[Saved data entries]
┄┄┄┄┄┄
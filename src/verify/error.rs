use thiserror::Error;

/// Failures that prevent a verification from starting at all. Everything
/// that happens once the resolver exists is reported as a verdict.
#[derive(Debug, Error)]
pub enum VerifyError {
    #[error("resolver initialization failed: {source}")]
    ResolverInit {
        #[source]
        source: trust_dns_resolver::error::ResolveError,
    },
}

impl VerifyError {
    pub(crate) fn resolver_init(source: trust_dns_resolver::error::ResolveError) -> Self {
        Self::ResolverInit { source }
    }
}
┄┄┄┄┄┄
→ **Assignment**
Starting at the line that contains "use thiserror::Error;", retype each remaining line of the records exactly; that line and the last line are both included.

→ **Response area**
use thiserror::Error;

/// Failures that prevent a verification from starting at all. Everything
/// that happens once the resolver exists is reported as a verdict.
#[derive(Debug, Error)]
pub enum VerifyError {
    #[error("resolver initialization failed: {source}")]
    ResolverInit {
        #[source]
        source: trust_dns_resolver::error::ResolveError,
    },
}

impl VerifyError {
    pub(crate) fn resolver_init(source: trust_dns_resolver::error::ResolveError) -> Self {
        Self::ResolverInit { source }
    }
}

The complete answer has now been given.